//! Database operations for orders.
//!
//! Orders are informational records. They never touch the stock counters;
//! stock movement is handled by the batch endpoints. Order reads join the
//! products table so each line carries the full product it points at.

use std::collections::HashMap;

use chrono::{DateTime, Utc};
use rust_decimal::Decimal;
use sqlx::{PgPool, Postgres, Transaction};

use stockroom_core::{OrderId, ProductId, StockLevel};

use super::{RepositoryError, page_offset};
use crate::models::order::{
    CreateOrderInput, Order, OrderDetail, OrderLine, OrderLineDetail, UpdateOrderInput,
};
use crate::models::product::Product;

// =============================================================================
// Internal Row Types
// =============================================================================

/// Internal row type for an order line joined with its product.
#[derive(Debug, sqlx::FromRow)]
struct LineRow {
    order_id: i32,
    amount: i32,
    product_id: i32,
    category: String,
    name: String,
    price: Decimal,
    description: String,
    image: String,
    quantity: i32,
    sales: i32,
    waste: i32,
    is_active: bool,
    product_created_at: DateTime<Utc>,
    product_updated_at: DateTime<Utc>,
}

impl LineRow {
    fn into_detail(self) -> (i32, OrderLineDetail) {
        let available = StockLevel::new(self.quantity, self.sales, self.waste).available();
        let product = Product {
            id: ProductId::new(self.product_id),
            category: self.category,
            name: self.name,
            price: self.price,
            description: self.description,
            image: self.image,
            quantity: self.quantity,
            sales: self.sales,
            waste: self.waste,
            available,
            is_active: self.is_active,
            created_at: self.product_created_at,
            updated_at: self.product_updated_at,
        };
        (
            self.order_id,
            OrderLineDetail {
                product,
                amount: self.amount,
            },
        )
    }
}

const LINE_COLUMNS: &str = "l.order_id, l.amount, \
     p.id AS product_id, p.category, p.name, p.price, p.description, p.image, \
     p.quantity, p.sales, p.waste, p.is_active, \
     p.created_at AS product_created_at, p.updated_at AS product_updated_at";

// =============================================================================
// Repository
// =============================================================================

/// Repository for order database operations.
pub struct OrderRepository<'a> {
    pool: &'a PgPool,
}

impl<'a> OrderRepository<'a> {
    /// Create a new order repository.
    #[must_use]
    pub const fn new(pool: &'a PgPool) -> Self {
        Self { pool }
    }

    /// Create an order with its lines.
    ///
    /// The header and all lines are written in one transaction, so an order
    /// referencing an unknown product leaves nothing behind.
    ///
    /// # Errors
    ///
    /// Returns `RepositoryError::Conflict` if a line references a product
    /// that does not exist.
    pub async fn create(&self, input: &CreateOrderInput) -> Result<Order, RepositoryError> {
        let mut tx = self.pool.begin().await?;

        let (id, created_at, updated_at): (i32, DateTime<Utc>, DateTime<Utc>) = sqlx::query_as(
            "INSERT INTO orders DEFAULT VALUES RETURNING id, created_at, updated_at",
        )
        .fetch_one(&mut *tx)
        .await?;

        Self::insert_lines(&mut tx, id, &input.record).await?;

        tx.commit().await?;

        Ok(Order {
            id: OrderId::new(id),
            record: input.record.clone(),
            created_at,
            updated_at,
        })
    }

    /// List orders in insertion order, with their lines joined to products.
    ///
    /// Returns the requested page together with the total order count.
    ///
    /// # Errors
    ///
    /// Returns `RepositoryError::Database` if a query fails.
    pub async fn list(
        &self,
        page: u32,
        limit: u32,
    ) -> Result<(Vec<OrderDetail>, i64), RepositoryError> {
        let headers: Vec<(i32, DateTime<Utc>, DateTime<Utc>)> = sqlx::query_as(
            "SELECT id, created_at, updated_at FROM orders ORDER BY id LIMIT $1 OFFSET $2",
        )
        .bind(i64::from(limit))
        .bind(page_offset(page, limit))
        .fetch_all(self.pool)
        .await?;

        let total: i64 = sqlx::query_scalar("SELECT COUNT(*) FROM orders")
            .fetch_one(self.pool)
            .await?;

        let ids: Vec<i32> = headers.iter().map(|(id, _, _)| *id).collect();
        let mut lines = Self::fetch_lines(self.pool, &ids).await?;

        let orders = headers
            .into_iter()
            .map(|(id, created_at, updated_at)| OrderDetail {
                id: OrderId::new(id),
                record: lines.remove(&id).unwrap_or_default(),
                created_at,
                updated_at,
            })
            .collect();

        Ok((orders, total))
    }

    /// Get an order by ID, with its lines joined to products.
    ///
    /// # Errors
    ///
    /// Returns `RepositoryError::Database` if a query fails.
    pub async fn get(&self, id: OrderId) -> Result<Option<OrderDetail>, RepositoryError> {
        let header: Option<(i32, DateTime<Utc>, DateTime<Utc>)> = sqlx::query_as(
            "SELECT id, created_at, updated_at FROM orders WHERE id = $1",
        )
        .bind(id)
        .fetch_optional(self.pool)
        .await?;

        let Some((id, created_at, updated_at)) = header else {
            return Ok(None);
        };

        let mut lines = Self::fetch_lines(self.pool, &[id]).await?;

        Ok(Some(OrderDetail {
            id: OrderId::new(id),
            record: lines.remove(&id).unwrap_or_default(),
            created_at,
            updated_at,
        }))
    }

    /// Replace an order's lines.
    ///
    /// # Errors
    ///
    /// Returns `RepositoryError::NotFound` if the order does not exist and
    /// `RepositoryError::Conflict` if a line references a product that does
    /// not exist.
    pub async fn update(
        &self,
        id: OrderId,
        input: &UpdateOrderInput,
    ) -> Result<Order, RepositoryError> {
        let mut tx = self.pool.begin().await?;

        let header: Option<(i32, DateTime<Utc>, DateTime<Utc>)> = sqlx::query_as(
            "UPDATE orders SET updated_at = NOW() WHERE id = $1
             RETURNING id, created_at, updated_at",
        )
        .bind(id)
        .fetch_optional(&mut *tx)
        .await?;

        let Some((order_id, created_at, updated_at)) = header else {
            return Err(RepositoryError::NotFound);
        };

        sqlx::query("DELETE FROM order_lines WHERE order_id = $1")
            .bind(order_id)
            .execute(&mut *tx)
            .await?;

        Self::insert_lines(&mut tx, order_id, &input.record).await?;

        tx.commit().await?;

        Ok(Order {
            id: OrderId::new(order_id),
            record: input.record.clone(),
            created_at,
            updated_at,
        })
    }

    /// Delete an order. Its lines go with it.
    ///
    /// # Errors
    ///
    /// Returns `RepositoryError::NotFound` if the order does not exist.
    pub async fn delete(&self, id: OrderId) -> Result<(), RepositoryError> {
        let result = sqlx::query("DELETE FROM orders WHERE id = $1")
            .bind(id)
            .execute(self.pool)
            .await?;

        if result.rows_affected() == 0 {
            return Err(RepositoryError::NotFound);
        }

        Ok(())
    }

    // =========================================================================
    // Internal helpers
    // =========================================================================

    async fn insert_lines(
        tx: &mut Transaction<'_, Postgres>,
        order_id: i32,
        lines: &[OrderLine],
    ) -> Result<(), RepositoryError> {
        let mut position = 0_i32;
        for line in lines {
            sqlx::query(
                "INSERT INTO order_lines (order_id, product_id, amount, position)
                 VALUES ($1, $2, $3, $4)",
            )
            .bind(order_id)
            .bind(line.product_id)
            .bind(line.amount)
            .bind(position)
            .execute(&mut **tx)
            .await
            .map_err(|e| {
                if let sqlx::Error::Database(db_err) = &e
                    && db_err.is_foreign_key_violation()
                {
                    return RepositoryError::Conflict(format!(
                        "order references unknown product {}",
                        line.product_id
                    ));
                }
                RepositoryError::Database(e)
            })?;
            position += 1;
        }
        Ok(())
    }

    /// Fetch the lines for a set of orders, grouped by order ID and sorted
    /// by line position within each order.
    async fn fetch_lines(
        pool: &PgPool,
        order_ids: &[i32],
    ) -> Result<HashMap<i32, Vec<OrderLineDetail>>, RepositoryError> {
        if order_ids.is_empty() {
            return Ok(HashMap::new());
        }

        let rows: Vec<LineRow> = sqlx::query_as(&format!(
            "SELECT {LINE_COLUMNS}
             FROM order_lines l
             JOIN products p ON p.id = l.product_id
             WHERE l.order_id = ANY($1)
             ORDER BY l.order_id, l.position"
        ))
        .bind(order_ids)
        .fetch_all(pool)
        .await?;

        let mut lines: HashMap<i32, Vec<OrderLineDetail>> = HashMap::new();
        for row in rows {
            let (order_id, detail) = row.into_detail();
            lines.entry(order_id).or_default().push(detail);
        }

        Ok(lines)
    }
}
━━━━━━━━━━━━━━━━
> **What you need to do**:
Please print exactly the lines from the one containing "return Ok(HashMap::new());" through the last line of the records, both included, and nothing else.

> **Answer below**:
            return Ok(HashMap::new());
        }

        let rows: Vec<LineRow> = sqlx::query_as(&format!(
            "SELECT {LINE_COLUMNS}
             FROM order_lines l
             JOIN products p ON p.id = l.product_id
             WHERE l.order_id = ANY($1)
             ORDER BY l.order_id, l.position"
        ))
        .bind(order_ids)
        .fetch_all(pool)
        .await?;

        let mut lines: HashMap<i32, Vec<OrderLineDetail>> = HashMap::new();
        for row in rows {
            let (order_id, detail) = row.into_detail();
            lines.entry(order_id).or_default().push(detail);
        }

        Ok(lines)
    }
}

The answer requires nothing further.